What is technical analysis and does it work?
In one paragraph
Technical analysis uses price charts and volume data to forecast future price movements — the evidence on whether it produces consistent profits is genuinely mixed, with some patterns showing statistical validity and others failing rigorous testing.
What this actually means
Technical analysis is the practice of studying historical price and volume data to identify patterns, trends, and signals that suggest where a security's price may move next. Unlike fundamental analysis, which examines earnings, assets, and business quality, technical analysis operates almost entirely on market data itself — on the premise that all known information is already reflected in price and that crowd psychology creates repeatable chart patterns.
The toolkit includes trend lines, support and resistance levels, moving averages, momentum oscillators (RSI, MACD, Stochastics), volume analysis, and pattern recognition (head and shoulders, triangles, flags, wedges). Practitioners use these tools to identify entry and exit points, set stop-loss levels, and manage trade risk.

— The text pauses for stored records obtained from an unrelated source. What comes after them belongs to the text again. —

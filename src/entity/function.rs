//! Function entity - 功能表 (菜单与API)
//!
//! 表名: sys_function

use sea_orm::entity::prelude::*;
use serde::{Deserialize, Serialize};

/// 功能类型
#[derive(Clone, Copy, Debug, PartialEq, Eq, Hash, Serialize, Deserialize)]
pub enum FunctionType {
    /// 菜单
    Menu = 1,
    /// 接口
    Api = 2,
}

impl TryFrom<i32> for FunctionType {
    type Error = i32;

    fn try_from(value: i32) -> Result<Self, Self::Error> {
        match value {
            1 => Ok(FunctionType::Menu),
            2 => Ok(FunctionType::Api),
            other => Err(other),
        }
    }
}

impl From<FunctionType> for i32 {
    fn from(function_type: FunctionType) -> Self {
        function_type as i32
    }
}

#[derive(Clone, Debug, PartialEq, DeriveEntityModel, Serialize, Deserialize)]
#[sea_orm(table_name = "sys_function")]
#[serde(rename_all = "camelCase")]
pub struct Model {
    #[sea_orm(primary_key)]
    pub id: i64,

    #[sea_orm(column_type = "String(Some(64))")]
    pub name: String,

    /// 功能编码，API 类型即路由编码
    #[sea_orm(column_type = "String(Some(128))", unique)]
    pub code: String,

    /// 功能类型: 1=菜单, 2=API
    pub function_type: i32,

    #[sea_orm(column_type = "String(Some(256))", nullable)]
    pub link: Option<String>,

    #[sea_orm(column_type = "String(Some(64))", nullable)]
    pub icon: Option<String>,

    #[sea_orm(nullable)]
    pub parent_id: Option<i64>,

    /// 祖先ID路径, 以逗号分隔, 包含自身
    #[sea_orm(column_type = "String(Some(256))")]
    pub id_path: String,

    /// 所需权限ID (空表示登录用户均可访问)
    #[sea_orm(nullable)]
    pub permission_id: Option<i64>,

    /// 排序号
    pub order_no: f32,

    #[serde(default)]
    pub create_time: i64,

    #[serde(default)]
    pub update_time: i64,
}

#[derive(Copy, Clone, Debug, EnumIter, DeriveRelation)]
pub enum Relation {}

impl ActiveModelBehavior for ActiveModel {}

impl Model {
    pub fn function_type(&self) -> Option<FunctionType> {
        FunctionType::try_from(self.function_type).ok()
    }
}

/// 菜单树节点 (用于API响应)
#[derive(Clone, Debug, Serialize, Deserialize)]
#[serde(rename_all = "camelCase")]
pub struct MenuTree {
    pub id: i64,
    pub name: String,
    pub code: String,
    #[serde(skip_serializing_if = "Option::is_none")]
    pub icon: Option<String>,
    #[serde(skip_serializing_if = "Option::is_none")]
    pub link: Option<String>,
    pub id_path: String,
    pub children: Vec<MenuTree>,
}

impl From<Model> for MenuTree {
    fn from(model: Model) -> Self {
        Self {
            id: model.id,
            name: model.name,
            code: model.code,
            icon: model.icon,
            link: model.link,
            id_path: model.id_path,
            children: Vec::new(),
        }
    }
}
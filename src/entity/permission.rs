//! Permission entity - 权限表
//!
//! 表名: sys_permission

use sea_orm::entity::prelude::*;
use serde::{Deserialize, Serialize};

#[derive(Clone, Debug, PartialEq, Eq, DeriveEntityModel, Serialize, Deserialize)]
#[sea_orm(table_name = "sys_permission")]
#[serde(rename_all = "camelCase")]
pub struct Model {
    #[sea_orm(primary_key)]
    pub id: i64,

    /// 权限编码 (唯一)
    #[sea_orm(column_type = "String(Some(64))", unique)]
    pub code: String,

    #[sea_orm(column_type = "String(Some(64))")]
    pub name: String,

    #[sea_orm(column_type = "String(Some(256))", nullable)]
    pub description: Option<String>,

    #[serde(default)]
    pub create_time: i64,

    #[serde(default)]
    pub update_time: i64,
}

#[derive(Copy, Clone, Debug, EnumIter, DeriveRelation)]
pub enum Relation {}

impl ActiveModelBehavior for ActiveModel {}
//! Service layer
//!
//! Business rules sitting between the HTTP handlers and the database

pub mod store;
pub mod system;
pub mod tree;
pub mod user;

pub use store::{DbUserStore, UserStore};
pub use system::SystemService;
pub use user::{LoginInfo, UserService};
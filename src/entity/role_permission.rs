//! RolePermission entity - 角色权限关联表
//!
//! 表名: sys_role_permission

use sea_orm::entity::prelude::*;
use serde::{Deserialize, Serialize};

#[derive(Clone, Debug, PartialEq, Eq, DeriveEntityModel, Serialize, Deserialize)]
#[sea_orm(table_name = "sys_role_permission")]
pub struct Model {
    #[sea_orm(primary_key)]
    pub id: i64,

    /// 角色ID
    pub role_id: i64,

    /// 权限ID
    pub permission_id: i64,
}

#[derive(Copy, Clone, Debug, EnumIter, DeriveRelation)]
pub enum Relation {}

impl ActiveModelBehavior for ActiveModel {}
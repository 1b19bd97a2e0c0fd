//! Region handlers

use axum::{
    extract::{Query, State},
    response::Json,
};
use sea_orm::{
    ActiveModelTrait, ColumnTrait, Condition, EntityTrait, PaginatorTrait, QueryFilter,
    QueryOrder, Set,
};
use serde::Deserialize;

use crate::entity::region::{self, LEVEL_DISTRICT, LEVEL_PROVINCE};
use crate::error::{AppError, AppResult, OptionExt};
use crate::handlers::common::{existing_id, fetch_page, IdQuery, PageQuery, PageResult};
use crate::routes::ApiResponse;
use crate::state::AppState;

/// Create or update request
#[derive(Debug, Deserialize)]
#[serde(rename_all = "camelCase")]
pub struct RegionForm {
    pub id: Option<i64>,
    pub code: String,
    pub name: String,
    pub level: i32,
    pub parent_code: Option<String>,
}

impl RegionForm {
    fn parent_code(&self) -> Option<&str> {
        self.parent_code.as_deref().map(str::trim).filter(|c| !c.is_empty())
    }

    fn validate(&self) -> AppResult<()> {
        if self.code.trim().is_empty() || self.name.trim().is_empty() {
            return Err(AppError::InvalidParam("region code and name are required".to_string()));
        }
        if !(LEVEL_PROVINCE..=LEVEL_DISTRICT).contains(&self.level) {
            return Err(AppError::InvalidParam(format!("unknown region level {}", self.level)));
        }
        match (self.level, self.parent_code()) {
            (LEVEL_PROVINCE, Some(_)) => Err(AppError::InvalidParam(
                "a province has no parent".to_string(),
            )),
            (LEVEL_PROVINCE, None) => Ok(()),
            (_, None) => Err(AppError::InvalidParam("parent code is required".to_string())),
            (_, Some(parent)) if parent == self.code.trim() => Err(AppError::InvalidParam(
                "a region cannot be its own parent".to_string(),
            )),
            _ => Ok(()),
        }
    }
}

/// GET /api/region/list
pub async fn list(
    State(state): State<AppState>,
    Query(query): Query<PageQuery>,
) -> AppResult<Json<ApiResponse<PageResult<region::Model>>>> {
    let mut select = region::Entity::find().order_by_asc(region::Column::Code);
    if let Some(like) = query.like() {
        select = select.filter(
            Condition::any()
                .add(region::Column::Code.like(like.as_str()))
                .add(region::Column::Name.like(like.as_str())),
        );
    }
    Ok(Json(ApiResponse::success(fetch_page(&state.db, select, &query).await?)))
}

/// GET /api/region/get
pub async fn get(
    State(state): State<AppState>,
    Query(query): Query<IdQuery>,
) -> AppResult<Json<ApiResponse<region::Model>>> {
    let found = region::Entity::find_by_id(query.id)
        .one(&state.db)
        .await?
        .ok_or_not_found("region")?;
    Ok(Json(ApiResponse::success(found)))
}

/// POST /api/region/save
pub async fn save(
    State(state): State<AppState>,
    Json(form): Json<RegionForm>,
) -> AppResult<Json<ApiResponse<region::Model>>> {
    form.validate()?;
    let id = existing_id(form.id);
    let code = form.code.trim().to_string();

    let duplicate = region::Entity::find()
        .filter(region::Column::Code.eq(code.as_str()))
        .one(&state.db)
        .await?;
    if duplicate.is_some_and(|r| Some(r.id) != id) {
        return Err(AppError::Conflict(format!("region code {} already exists", code)));
    }

    if let Some(parent_code) = form.parent_code() {
        let parent = region::Entity::find()
            .filter(region::Column::Code.eq(parent_code))
            .one(&state.db)
            .await?
            .ok_or_not_found("parent region")?;
        if parent.level != form.level - 1 {
            return Err(AppError::InvalidParam(
                "parent must be one level above".to_string(),
            ));
        }
    }

    let mut model: region::ActiveModel = match id {
        Some(id) => region::Entity::find_by_id(id)
            .one(&state.db)
            .await?
            .ok_or_not_found("region")?
            .into(),
        None => Default::default(),
    };
    model.code = Set(code);
    model.name = Set(form.name.trim().to_string());
    model.level = Set(form.level);
    model.parent_code = Set(form.parent_code().map(str::to_string));

    let saved = if id.is_some() {
        model.update(&state.db).await?
    } else {
        model.insert(&state.db).await?
    };
    Ok(Json(ApiResponse::success(saved)))
}

/// POST /api/region/delete
pub async fn delete(
    State(state): State<AppState>,
    Query(query): Query<IdQuery>,
) -> AppResult<Json<ApiResponse<()>>> {
    let found = region::Entity::find_by_id(query.id)
        .one(&state.db)
        .await?
        .ok_or_not_found("region")?;

    let children = region::Entity::find()
        .filter(region::Column::ParentCode.eq(found.code.as_str()))
        .count(&state.db)
        .await?;
    if children > 0 {
        return Err(AppError::Conflict("region still has sub-regions".to_string()));
    }

    region::Entity::delete_by_id(found.id).exec(&state.db).await?;
    Ok(Json(ApiResponse::success_msg("success")))
}

#[cfg(test)]
mod tests {
    use super::*;
    use crate::entity::region::LEVEL_CITY;

    fn form(code: &str, level: i32, parent: Option<&str>) -> RegionForm {
        RegionForm {
            id: None,
            code: code.to_string(),
            name: code.to_string(),
            level,
            parent_code: parent.map(str::to_string),
        }
    }

    #[test]
    fn test_validate() {
        assert!(form("110000", LEVEL_PROVINCE, None).validate().is_ok());
        assert!(form("110000", LEVEL_PROVINCE, Some("1")).validate().is_err());
        assert!(form("110100", LEVEL_CITY, Some("110000")).validate().is_ok());
        assert!(form("110100", LEVEL_CITY, None).validate().is_err());
        assert!(form("110100", LEVEL_CITY, Some("110100")).validate().is_err());
        assert!(form("110101", 4, Some("110100")).validate().is_err());
    }
}
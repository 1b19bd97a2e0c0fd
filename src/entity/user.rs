//! User entity - 系统用户表
//!
//! 表名: sys_user

use sea_orm::entity::prelude::*;
use serde::{Deserialize, Serialize};

/// 用户类型
#[derive(Clone, Copy, Debug, PartialEq, Eq, Serialize, Deserialize)]
pub enum UserType {
    /// 管理员
    Admin = 0,
    /// 普通用户
    Normal = 1,
    /// 微信用户
    Wechat = 2,
}

impl From<i32> for UserType {
    fn from(value: i32) -> Self {
        match value {
            0 => UserType::Admin,
            2 => UserType::Wechat,
            _ => UserType::Normal,
        }
    }
}

impl From<UserType> for i32 {
    fn from(user_type: UserType) -> Self {
        user_type as i32
    }
}

#[derive(Clone, Debug, PartialEq, Eq, DeriveEntityModel, Serialize, Deserialize)]
#[sea_orm(table_name = "sys_user")]
pub struct Model {
    #[sea_orm(primary_key)]
    pub id: i64,

    /// 用户名 (唯一)
    #[sea_orm(column_type = "String(Some(32))", unique, nullable)]
    pub user_name: Option<String>,

    /// 密码摘要: sha256(密码 + 盐)
    #[sea_orm(column_type = "String(Some(64))", nullable)]
    #[serde(skip_serializing)]
    pub password: Option<String>,

    /// 盐
    #[sea_orm(column_type = "String(Some(16))", nullable)]
    #[serde(skip_serializing)]
    pub salt: Option<String>,

    /// 是否有效
    pub active: bool,

    #[sea_orm(column_type = "String(Some(64))", nullable)]
    pub nickname: Option<String>,

    #[sea_orm(column_type = "String(Some(32))", nullable)]
    pub real_name: Option<String>,

    /// 头像文件ID
    #[sea_orm(nullable)]
    pub head_img_id: Option<i64>,

    #[sea_orm(column_type = "String(Some(64))", nullable)]
    pub email: Option<String>,

    /// 手机号 (唯一)
    #[sea_orm(column_type = "String(Some(14))", unique, nullable)]
    pub mobile: Option<String>,

    /// 微信 openId
    #[sea_orm(column_type = "String(Some(64))", nullable, indexed)]
    pub open_id: Option<String>,

    /// 用户类型: 0=管理员, 1=普通用户, 2=微信用户
    pub user_type: i32,

    #[sea_orm(column_type = "String(Some(128))", nullable)]
    pub about: Option<String>,

    /// 登记机构ID
    #[sea_orm(nullable)]
    pub organ_id: Option<i64>,

    pub create_time: i64,

    pub update_time: i64,
}

#[derive(Copy, Clone, Debug, EnumIter, DeriveRelation)]
pub enum Relation {}

// 角色、权限、机构通过关联表手动查询

impl ActiveModelBehavior for ActiveModel {}

impl Model {
    pub fn user_type(&self) -> UserType {
        UserType::from(self.user_type)
    }

    pub fn has_password(&self) -> bool {
        self.password.as_deref().is_some_and(|p| !p.is_empty())
    }

    pub fn has_open_id(&self) -> bool {
        self.open_id.as_deref().is_some_and(|o| !o.is_empty())
    }
}

/// 用户摘要 (不含密码和盐)
#[derive(Clone, Debug, Serialize, Deserialize)]
#[serde(rename_all = "camelCase")]
pub struct UserSummary {
    pub id: i64,
    pub user_name: Option<String>,
    pub nickname: Option<String>,
    pub real_name: Option<String>,
    pub head_img_id: Option<i64>,
    pub email: Option<String>,
    pub mobile: Option<String>,
    pub user_type: i32,
    pub active: bool,
    pub organ_id: Option<i64>,
    pub create_time: i64,
}

impl From<Model> for UserSummary {
    fn from(model: Model) -> Self {
        Self {
            id: model.id,
            user_name: model.user_name,
            nickname: model.nickname,
            real_name: model.real_name,
            head_img_id: model.head_img_id,
            email: model.email,
            mobile: model.mobile,
            user_type: model.user_type,
            active: model.active,
            organ_id: model.organ_id,
            create_time: model.create_time,
        }
    }
}
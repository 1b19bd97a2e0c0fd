//! Region entity - 行政区划表
//!
//! 表名: sys_region

use sea_orm::entity::prelude::*;
use serde::{Deserialize, Serialize};

/// 省
pub const LEVEL_PROVINCE: i32 = 1;
/// 市
pub const LEVEL_CITY: i32 = 2;
/// 区县
pub const LEVEL_DISTRICT: i32 = 3;

#[derive(Clone, Debug, PartialEq, Eq, DeriveEntityModel, Serialize, Deserialize)]
#[sea_orm(table_name = "sys_region")]
#[serde(rename_all = "camelCase")]
pub struct Model {
    #[sea_orm(primary_key)]
    pub id: i64,

    /// 区划编码 (唯一)
    #[sea_orm(column_type = "String(Some(16))", unique)]
    pub code: String,

    #[sea_orm(column_type = "String(Some(64))")]
    pub name: String,

    /// 级别: 1=省, 2=市, 3=区县
    pub level: i32,

    /// 上级区划编码
    #[sea_orm(column_type = "String(Some(16))", nullable)]
    pub parent_code: Option<String>,
}

#[derive(Copy, Clone, Debug, EnumIter, DeriveRelation)]
pub enum Relation {}

impl ActiveModelBehavior for ActiveModel {}

/// 区划树节点 (用于API响应)
#[derive(Clone, Debug, Serialize, Deserialize)]
pub struct RegionTree {
    pub value: String,
    pub label: String,
    pub level: i32,
    #[serde(skip_serializing_if = "Option::is_none")]
    pub parent: Option<String>,
    #[serde(skip_serializing_if = "Vec::is_empty")]
    pub children: Vec<RegionTree>,
}

impl From<Model> for RegionTree {
    fn from(model: Model) -> Self {
        Self {
            value: model.code,
            label: model.name,
            level: model.level,
            parent: model.parent_code,
            children: Vec::new(),
        }
    }
}
//! Authentication middleware
//!
//! Resolves the request token to a user and checks the route code against
//! the user's API functions.

use axum::{
    body::Body,
    extract::{Query, State},
    http::{header, Request},
    middleware::Next,
    response::{IntoResponse, Response},
};

use std::collections::HashMap;

use crate::error::AppError;
use crate::state::AppState;

/// Request header carrying the token
pub const TOKEN_HEADER: &str = "token";

/// Extension to store current user in request
#[derive(Clone, Debug)]
pub struct CurrentUser {
    pub id: i64,
    pub token: String,
}

/// Paths that don't require authentication
fn is_public_path(path: &str) -> bool {
    if !path.starts_with("/api") {
        return true;
    }
    matches!(
        path,
        "/api/login" | "/api/logout" | "/api/getToken" | "/api/health"
    )
}

/// Paths open to every logged-in user
fn is_login_only_path(path: &str) -> bool {
    matches!(path, "/api/user/current" | "/api/menuTree" | "/api/getRegions")
}

/// Route code checked against API functions: `/api/order/list` -> `order:list`
pub fn route_code(path: &str) -> Option<String> {
    let rest = path.strip_prefix("/api")?.trim_matches('/');
    if rest.is_empty() {
        return None;
    }
    Some(rest.split('/').filter(|s| !s.is_empty()).collect::<Vec<_>>().join(":"))
}

/// Token from the `token` header, a bearer `Authorization` header, or the
/// `token` query parameter
pub fn extract_token(request: &Request<Body>) -> Option<String> {
    let headers = request.headers();
    if let Some(token) = headers
        .get(TOKEN_HEADER)
        .and_then(|v| v.to_str().ok())
        .filter(|v| !v.is_empty())
    {
        return Some(token.to_string());
    }

    if let Some(token) = headers
        .get(header::AUTHORIZATION)
        .and_then(|v| v.to_str().ok())
        .and_then(|v| v.strip_prefix("Bearer "))
        .map(str::trim)
        .filter(|v| !v.is_empty())
    {
        return Some(token.to_string());
    }

    let Query(mut params) = Query::<HashMap<String, String>>::try_from_uri(request.uri()).ok()?;
    params.remove(TOKEN_HEADER).filter(|v| !v.is_empty())
}

/// Authentication middleware
pub async fn auth_layer(
    State(state): State<AppState>,
    mut request: Request<Body>,
    next: Next,
) -> Response {
    let path = request.uri().path().to_string();

    if is_public_path(&path) {
        return next.run(request).await;
    }

    let Some(token) = extract_token(&request) else {
        return AppError::Unauthorized.into_response();
    };

    let user_id = match state.users.validate_token(&token) {
        Ok(id) => id,
        Err(e) => {
            tracing::debug!("Rejected token on {}: {}", path, e);
            return e.into_response();
        }
    };

    let code = if is_login_only_path(&path) {
        None
    } else {
        route_code(&path)
    };

    match state.users.check_authorities(user_id, code.as_deref()).await {
        Ok(true) => {}
        Ok(false) => {
            tracing::warn!("User {} denied on {}", user_id, path);
            return AppError::Forbidden.into_response();
        }
        Err(e) => return e.into_response(),
    }

    request
        .extensions_mut()
        .insert(CurrentUser { id: user_id, token });

    next.run(request).await
}

#[cfg(test)]
mod tests {
    use super::*;

    #[test]
    fn test_public_paths() {
        assert!(is_public_path("/api/login"));
        assert!(is_public_path("/api/health"));
        assert!(is_public_path("/index.html"));
        assert!(!is_public_path("/api/order/list"));
        assert!(!is_public_path("/api/menuTree"));
    }

    #[test]
    fn test_route_code() {
        assert_eq!(route_code("/api/order/list").as_deref(), Some("order:list"));
        assert_eq!(route_code("/api/user/grant/").as_deref(), Some("user:grant"));
        assert_eq!(route_code("/api"), None);
        assert_eq!(route_code("/static/app.js"), None);
    }

    #[test]
    fn test_extract_token() {
        let req = Request::builder()
            .uri("/api/order/list")
            .header("token", "abc")
            .body(Body::empty())
            .unwrap();
        assert_eq!(extract_token(&req).as_deref(), Some("abc"));

        let req = Request::builder()
            .uri("/api/order/list")
            .header("Authorization", "Bearer xyz")
            .body(Body::empty())
            .unwrap();
        assert_eq!(extract_token(&req).as_deref(), Some("xyz"));

        let req = Request::builder()
            .uri("/api/order/list?page=1&token=q1")
            .body(Body::empty())
            .unwrap();
        assert_eq!(extract_token(&req).as_deref(), Some("q1"));

        let req = Request::builder()
            .uri("/api/order/list?token=a%2Bb%3D%3D&page=2")
            .body(Body::empty())
            .unwrap();
        assert_eq!(extract_token(&req).as_deref(), Some("a+b=="));

        let req = Request::builder()
            .uri("/api/order/list?token=")
            .body(Body::empty())
            .unwrap();
        assert!(extract_token(&req).is_none());

        let req = Request::builder()
            .uri("/api/order/list")
            .body(Body::empty())
            .unwrap();
        assert!(extract_token(&req).is_none());
    }
}
//! Menu tree and region tree assembly

use sea_orm::{DatabaseConnection, EntityTrait, QueryOrder};
use std::collections::{BTreeMap, HashMap};
use std::sync::Arc;

use crate::entity::function::{self, FunctionType, MenuTree};
use crate::entity::region::{self, RegionTree, LEVEL_CITY, LEVEL_DISTRICT, LEVEL_PROVINCE};
use crate::error::AppResult;
use crate::service::tree::parse_id_path;
use crate::service::UserService;

/// Nest menu nodes by their `id_path`.
///
/// Shallower nodes are placed first. Each node descends through its
/// ancestors as far as they exist and is appended to the list reached, so
/// a node with a missing ancestor stays at the deepest level found.
pub fn assemble_menu_tree(menus: Vec<function::Model>) -> Vec<MenuTree> {
    let mut by_depth: BTreeMap<usize, Vec<(Vec<i64>, MenuTree)>> = BTreeMap::new();
    for menu in menus {
        let path = parse_id_path(&menu.id_path);
        by_depth
            .entry(path.len())
            .or_default()
            .push((path, MenuTree::from(menu)));
    }

    let mut roots: Vec<MenuTree> = Vec::new();
    for (path, node) in by_depth.into_values().flatten() {
        let ancestors = &path[..path.len().saturating_sub(1)];
        let mut level = &mut roots;
        for ancestor in ancestors {
            let Some(i) = level.iter().position(|n| n.id == *ancestor) else {
                break;
            };
            let tmp = level;
            level = &mut tmp[i].children;
        }
        level.push(node);
    }
    roots
}

/// Nest districts under cities and cities under provinces by code.
/// Regions whose parent is missing are dropped.
pub fn assemble_region_tree(regions: Vec<region::Model>) -> Vec<RegionTree> {
    let mut provinces = Vec::new();
    let mut cities = Vec::new();
    let mut districts: HashMap<String, Vec<RegionTree>> = HashMap::new();

    for r in regions {
        match r.level {
            LEVEL_PROVINCE => provinces.push(RegionTree::from(r)),
            LEVEL_CITY => cities.push(RegionTree::from(r)),
            LEVEL_DISTRICT => match r.parent_code.clone() {
                Some(parent) => districts.entry(parent).or_default().push(RegionTree::from(r)),
                None => tracing::warn!("District {} has no parent code", r.code),
            },
            other => tracing::warn!("Region {} has unknown level {}", r.code, other),
        }
    }

    let mut city_groups: HashMap<String, Vec<RegionTree>> = HashMap::new();
    for mut city in cities {
        city.children = districts.remove(&city.value).unwrap_or_default();
        match city.parent.clone() {
            Some(parent) => city_groups.entry(parent).or_default().push(city),
            None => tracing::warn!("City {} has no parent code", city.value),
        }
    }

    for province in provinces.iter_mut() {
        province.children = city_groups.remove(&province.value).unwrap_or_default();
    }

    for (parent, orphans) in districts.iter().chain(city_groups.iter()) {
        tracing::warn!("Dropped {} region(s) with missing parent {}", orphans.len(), parent);
    }

    provinces
}

pub struct SystemService {
    db: DatabaseConnection,
    users: Arc<UserService>,
}

impl SystemService {
    pub fn new(db: DatabaseConnection, users: Arc<UserService>) -> Self {
        Self { db, users }
    }

    /// Menu tree of the functions available to a user
    pub async fn menus(&self, user_id: i64) -> AppResult<Vec<MenuTree>> {
        let mut functions = self.users.user_functions(user_id).await?;
        let menus = functions.remove(&FunctionType::Menu).unwrap_or_default();
        Ok(assemble_menu_tree(menus))
    }

    pub async fn regions(&self) -> AppResult<Vec<RegionTree>> {
        let regions = region::Entity::find()
            .order_by_asc(region::Column::Code)
            .all(&self.db)
            .await?;
        Ok(assemble_region_tree(regions))
    }
}

#[cfg(test)]
mod tests {
    use super::*;

    fn menu(id: i64, id_path: &str) -> function::Model {
        function::Model {
            id,
            name: format!("menu-{}", id),
            code: format!("menu:{}", id),
            function_type: FunctionType::Menu.into(),
            link: None,
            icon: None,
            parent_id: None,
            id_path: id_path.to_string(),
            permission_id: None,
            order_no: 0.0,
            create_time: 0,
            update_time: 0,
        }
    }

    fn region(code: &str, level: i32, parent: Option<&str>) -> region::Model {
        region::Model {
            id: 0,
            code: code.to_string(),
            name: code.to_string(),
            level,
            parent_code: parent.map(str::to_string),
        }
    }

    #[test]
    fn test_menu_chain() {
        let tree = assemble_menu_tree(vec![menu(3, "1,2,3"), menu(1, "1"), menu(2, "1,2")]);
        assert_eq!(tree.len(), 1);
        assert_eq!(tree[0].id, 1);
        assert_eq!(tree[0].children.len(), 1);
        assert_eq!(tree[0].children[0].id, 2);
        assert_eq!(tree[0].children[0].children[0].id, 3);
    }

    #[test]
    fn test_menu_siblings_keep_order() {
        let tree = assemble_menu_tree(vec![
            menu(1, "1"),
            menu(5, "1,5"),
            menu(4, "1,4"),
            menu(9, "9"),
        ]);
        assert_eq!(tree.iter().map(|n| n.id).collect::<Vec<_>>(), vec![1, 9]);
        assert_eq!(
            tree[0].children.iter().map(|n| n.id).collect::<Vec<_>>(),
            vec![5, 4]
        );
    }

    #[test]
    fn test_menu_missing_ancestor() {
        // 2 is not granted: 3 lands under 1, 8 has no known ancestor
        let tree = assemble_menu_tree(vec![menu(1, "1"), menu(3, "1,2,3"), menu(8, "7.8")]);
        assert_eq!(tree.iter().map(|n| n.id).collect::<Vec<_>>(), vec![1, 8]);
        assert_eq!(tree[0].children[0].id, 3);
    }

    #[test]
    fn test_region_tree() {
        let tree = assemble_region_tree(vec![
            region("110000", LEVEL_PROVINCE, None),
            region("110100", LEVEL_CITY, Some("110000")),
            region("110101", LEVEL_DISTRICT, Some("110100")),
            region("110102", LEVEL_DISTRICT, Some("110100")),
            region("110200", LEVEL_CITY, Some("110000")),
            region("120000", LEVEL_PROVINCE, None),
            region("990100", LEVEL_CITY, Some("990000")),
            region("990101", LEVEL_DISTRICT, Some("990199")),
        ]);

        assert_eq!(tree.len(), 2);
        assert_eq!(tree[0].value, "110000");
        assert_eq!(tree[0].children.len(), 2);
        assert_eq!(tree[0].children[0].children.len(), 2);
        assert_eq!(tree[0].children[0].children[1].value, "110102");
        assert!(tree[0].children[1].children.is_empty());
        assert!(tree[1].children.is_empty());
    }
}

Does it work? The honest answer requires distinguishing between what technical analysis does well and what it doesn't. Studies have found that certain momentum-based signals — particularly simple moving average crossovers in trending markets — have produced statistically significant returns historically. Trend following as a systematic strategy has a credible long-term track record across multiple asset classes.
What the evidence does not support is the idea that chart reading in isolation consistently outperforms passive index investing after accounting for transaction costs, taxes, and the cognitive biases traders bring to pattern recognition. Many technical patterns that appear compelling in hindsight disappear when tested prospectively with real capital. The human brain is extraordinarily good at finding patterns even in random noise, which makes self-delusion a persistent occupational hazard for chart analysts.
The most credible technical analysis practitioners tend to be systematic rather than discretionary — they define rules precisely, backtest them rigorously, manage risk mechanically, and accept that no system wins every trade. Technical Analysis of the Financial Markets and Technical Analysis from A to Z provide foundational vocabulary. For context on why passive investing beats most active approaches, The Simple Path to Wealth makes the countercase clearly.